YOUR INSTRUCTIONS - Down to the last line, reproduce the data below exactly.
+-------+
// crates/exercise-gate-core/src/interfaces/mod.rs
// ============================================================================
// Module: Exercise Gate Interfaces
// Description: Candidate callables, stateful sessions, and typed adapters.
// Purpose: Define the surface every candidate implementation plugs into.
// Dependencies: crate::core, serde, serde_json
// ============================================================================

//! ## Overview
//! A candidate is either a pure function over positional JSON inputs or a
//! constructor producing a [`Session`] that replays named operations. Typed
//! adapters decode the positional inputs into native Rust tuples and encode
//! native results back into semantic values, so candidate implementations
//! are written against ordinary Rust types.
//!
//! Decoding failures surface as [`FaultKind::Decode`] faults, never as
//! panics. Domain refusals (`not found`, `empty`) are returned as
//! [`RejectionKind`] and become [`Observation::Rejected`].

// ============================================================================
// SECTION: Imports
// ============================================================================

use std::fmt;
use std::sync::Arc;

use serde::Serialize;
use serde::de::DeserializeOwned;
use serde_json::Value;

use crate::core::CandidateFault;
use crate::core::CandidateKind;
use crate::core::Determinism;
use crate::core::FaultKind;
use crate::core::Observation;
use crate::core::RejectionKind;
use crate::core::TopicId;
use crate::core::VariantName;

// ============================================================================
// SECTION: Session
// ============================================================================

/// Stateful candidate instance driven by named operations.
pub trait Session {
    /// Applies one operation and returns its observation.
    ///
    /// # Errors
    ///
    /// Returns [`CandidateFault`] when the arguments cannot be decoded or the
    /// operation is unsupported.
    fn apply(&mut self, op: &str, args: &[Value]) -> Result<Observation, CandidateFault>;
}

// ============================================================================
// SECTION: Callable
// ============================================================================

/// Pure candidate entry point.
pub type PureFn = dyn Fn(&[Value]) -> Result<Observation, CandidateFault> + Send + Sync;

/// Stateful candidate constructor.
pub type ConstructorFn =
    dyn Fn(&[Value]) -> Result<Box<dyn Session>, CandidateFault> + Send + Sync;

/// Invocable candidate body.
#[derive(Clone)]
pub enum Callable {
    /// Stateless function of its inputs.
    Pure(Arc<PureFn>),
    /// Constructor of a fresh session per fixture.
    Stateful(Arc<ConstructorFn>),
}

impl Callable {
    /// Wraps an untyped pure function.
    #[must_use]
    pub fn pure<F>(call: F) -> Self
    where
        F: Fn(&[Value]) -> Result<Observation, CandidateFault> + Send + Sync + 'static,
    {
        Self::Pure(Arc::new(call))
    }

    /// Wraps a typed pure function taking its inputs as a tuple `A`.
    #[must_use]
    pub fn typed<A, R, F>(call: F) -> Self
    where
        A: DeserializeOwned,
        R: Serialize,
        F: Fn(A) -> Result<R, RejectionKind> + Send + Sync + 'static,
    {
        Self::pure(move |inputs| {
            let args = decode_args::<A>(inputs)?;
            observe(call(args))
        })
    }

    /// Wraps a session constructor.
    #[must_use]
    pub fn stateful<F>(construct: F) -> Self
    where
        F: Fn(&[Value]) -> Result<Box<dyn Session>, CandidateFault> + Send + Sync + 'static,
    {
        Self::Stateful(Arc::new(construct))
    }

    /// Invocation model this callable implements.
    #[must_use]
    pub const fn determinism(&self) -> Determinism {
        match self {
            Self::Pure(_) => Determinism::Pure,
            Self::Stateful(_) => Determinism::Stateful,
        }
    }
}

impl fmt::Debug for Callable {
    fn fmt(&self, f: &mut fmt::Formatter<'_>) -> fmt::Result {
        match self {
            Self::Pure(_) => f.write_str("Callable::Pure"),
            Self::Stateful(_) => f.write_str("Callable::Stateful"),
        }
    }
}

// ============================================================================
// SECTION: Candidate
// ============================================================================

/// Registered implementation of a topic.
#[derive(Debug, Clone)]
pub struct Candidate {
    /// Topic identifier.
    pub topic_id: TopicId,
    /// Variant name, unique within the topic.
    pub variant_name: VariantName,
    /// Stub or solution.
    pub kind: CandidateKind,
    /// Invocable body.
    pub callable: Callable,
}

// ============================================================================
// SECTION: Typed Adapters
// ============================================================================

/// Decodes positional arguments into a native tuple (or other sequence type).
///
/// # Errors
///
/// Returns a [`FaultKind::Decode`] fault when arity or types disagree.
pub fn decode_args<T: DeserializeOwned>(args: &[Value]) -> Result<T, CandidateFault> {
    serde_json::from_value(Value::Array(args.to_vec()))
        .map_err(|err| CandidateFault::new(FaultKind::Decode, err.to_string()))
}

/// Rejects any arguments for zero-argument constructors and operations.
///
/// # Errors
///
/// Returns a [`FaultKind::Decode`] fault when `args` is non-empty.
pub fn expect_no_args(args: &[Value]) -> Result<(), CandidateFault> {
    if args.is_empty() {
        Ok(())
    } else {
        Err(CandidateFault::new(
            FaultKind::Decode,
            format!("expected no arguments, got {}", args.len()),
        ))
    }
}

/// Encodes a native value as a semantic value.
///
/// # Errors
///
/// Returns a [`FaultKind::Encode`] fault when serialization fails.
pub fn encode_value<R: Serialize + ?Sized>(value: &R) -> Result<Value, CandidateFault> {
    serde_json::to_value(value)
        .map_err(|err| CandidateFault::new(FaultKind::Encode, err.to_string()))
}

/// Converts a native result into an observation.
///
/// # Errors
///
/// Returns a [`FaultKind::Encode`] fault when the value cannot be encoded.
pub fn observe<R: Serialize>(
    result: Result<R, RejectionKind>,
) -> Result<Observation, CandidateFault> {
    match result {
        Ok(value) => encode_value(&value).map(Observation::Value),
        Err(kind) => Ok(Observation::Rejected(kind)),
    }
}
+-------+
WRITTEN ANSWER -
// crates/exercise-gate-core/src/interfaces/mod.rs
// ============================================================================
// Module: Exercise Gate Interfaces
// Description: Candidate callables, stateful sessions, and typed adapters.
// Purpose: Define the surface every candidate implementation plugs into.
// Dependencies: crate::core, serde, serde_json
// ============================================================================

//! ## Overview
//! A candidate is either a pure function over positional JSON inputs or a
//! constructor producing a [`Session`] that replays named operations. Typed
//! adapters decode the positional inputs into native Rust tuples and encode
//! native results back into semantic values, so candidate implementations
//! are written against ordinary Rust types.
//!
//! Decoding failures surface as [`FaultKind::Decode`] faults, never as
//! panics. Domain refusals (`not found`, `empty`) are returned as
//! [`RejectionKind`] and become [`Observation::Rejected`].

// ============================================================================
// SECTION: Imports
// ============================================================================

use std::fmt;
use std::sync::Arc;

use serde::Serialize;
use serde::de::DeserializeOwned;
use serde_json::Value;

use crate::core::CandidateFault;
use crate::core::CandidateKind;
use crate::core::Determinism;
use crate::core::FaultKind;
use crate::core::Observation;
use crate::core::RejectionKind;
use crate::core::TopicId;
use crate::core::VariantName;

// ============================================================================
// SECTION: Session
// ============================================================================

/// Stateful candidate instance driven by named operations.
pub trait Session {
    /// Applies one operation and returns its observation.
    ///
    /// # Errors
    ///
    /// Returns [`CandidateFault`] when the arguments cannot be decoded or the
    /// operation is unsupported.
    fn apply(&mut self, op: &str, args: &[Value]) -> Result<Observation, CandidateFault>;
}

// ============================================================================
// SECTION: Callable
// ============================================================================

/// Pure candidate entry point.
pub type PureFn = dyn Fn(&[Value]) -> Result<Observation, CandidateFault> + Send + Sync;

/// Stateful candidate constructor.
pub type ConstructorFn =
    dyn Fn(&[Value]) -> Result<Box<dyn Session>, CandidateFault> + Send + Sync;

/// Invocable candidate body.
#[derive(Clone)]
pub enum Callable {
    /// Stateless function of its inputs.
    Pure(Arc<PureFn>),
    /// Constructor of a fresh session per fixture.
    Stateful(Arc<ConstructorFn>),
}

impl Callable {
    /// Wraps an untyped pure function.
    #[must_use]
    pub fn pure<F>(call: F) -> Self
    where
        F: Fn(&[Value]) -> Result<Observation, CandidateFault> + Send + Sync + 'static,
    {
        Self::Pure(Arc::new(call))
    }

    /// Wraps a typed pure function taking its inputs as a tuple `A`.
    #[must_use]
    pub fn typed<A, R, F>(call: F) -> Self
    where
        A: DeserializeOwned,
        R: Serialize,
        F: Fn(A) -> Result<R, RejectionKind> + Send + Sync + 'static,
    {
        Self::pure(move |inputs| {
            let args = decode_args::<A>(inputs)?;
            observe(call(args))
        })
    }

    /// Wraps a session constructor.
    #[must_use]
    pub fn stateful<F>(construct: F) -> Self
    where
        F: Fn(&[Value]) -> Result<Box<dyn Session>, CandidateFault> + Send + Sync + 'static,
    {
        Self::Stateful(Arc::new(construct))
    }

    /// Invocation model this callable implements.
    #[must_use]
    pub const fn determinism(&self) -> Determinism {
        match self {
            Self::Pure(_) => Determinism::Pure,
            Self::Stateful(_) => Determinism::Stateful,
        }
    }
}

impl fmt::Debug for Callable {
    fn fmt(&self, f: &mut fmt::Formatter<'_>) -> fmt::Result {
        match self {
            Self::Pure(_) => f.write_str("Callable::Pure"),
            Self::Stateful(_) => f.write_str("Callable::Stateful"),
        }
    }
}

// ============================================================================
// SECTION: Candidate
// ============================================================================

/// Registered implementation of a topic.
#[derive(Debug, Clone)]
pub struct Candidate {
    /// Topic identifier.
    pub topic_id: TopicId,
    /// Variant name, unique within the topic.
    pub variant_name: VariantName,
    /// Stub or solution.
    pub kind: CandidateKind,
    /// Invocable body.
    pub callable: Callable,
}

// ============================================================================
// SECTION: Typed Adapters
// ============================================================================

/// Decodes positional arguments into a native tuple (or other sequence type).
///
/// # Errors
///
/// Returns a [`FaultKind::Decode`] fault when arity or types disagree.
pub fn decode_args<T: DeserializeOwned>(args: &[Value]) -> Result<T, CandidateFault> {
    serde_json::from_value(Value::Array(args.to_vec()))
        .map_err(|err| CandidateFault::new(FaultKind::Decode, err.to_string()))
}

/// Rejects any arguments for zero-argument constructors and operations.
///
/// # Errors
///
/// Returns a [`FaultKind::Decode`] fault when `args` is non-empty.
pub fn expect_no_args(args: &[Value]) -> Result<(), CandidateFault> {
    if args.is_empty() {
        Ok(())
    } else {
        Err(CandidateFault::new(
            FaultKind::Decode,
            format!("expected no arguments, got {}", args.len()),
        ))
    }
}

/// Encodes a native value as a semantic value.
///
/// # Errors
///
/// Returns a [`FaultKind::Encode`] fault when serialization fails.
pub fn encode_value<R: Serialize + ?Sized>(value: &R) -> Result<Value, CandidateFault> {
    serde_json::to_value(value)
        .map_err(|err| CandidateFault::new(FaultKind::Encode, err.to_string()))
}

/// Converts a native result into an observation.
///
/// # Errors
///
/// Returns a [`FaultKind::Encode`] fault when the value cannot be encoded.
pub fn observe<R: Serialize>(
    result: Result<R, RejectionKind>,
) -> Result<Observation, CandidateFault> {
    match result {
        Ok(value) => encode_value(&value).map(Observation::Value),
        Err(kind) => Ok(Observation::Rejected(kind)),
    }
}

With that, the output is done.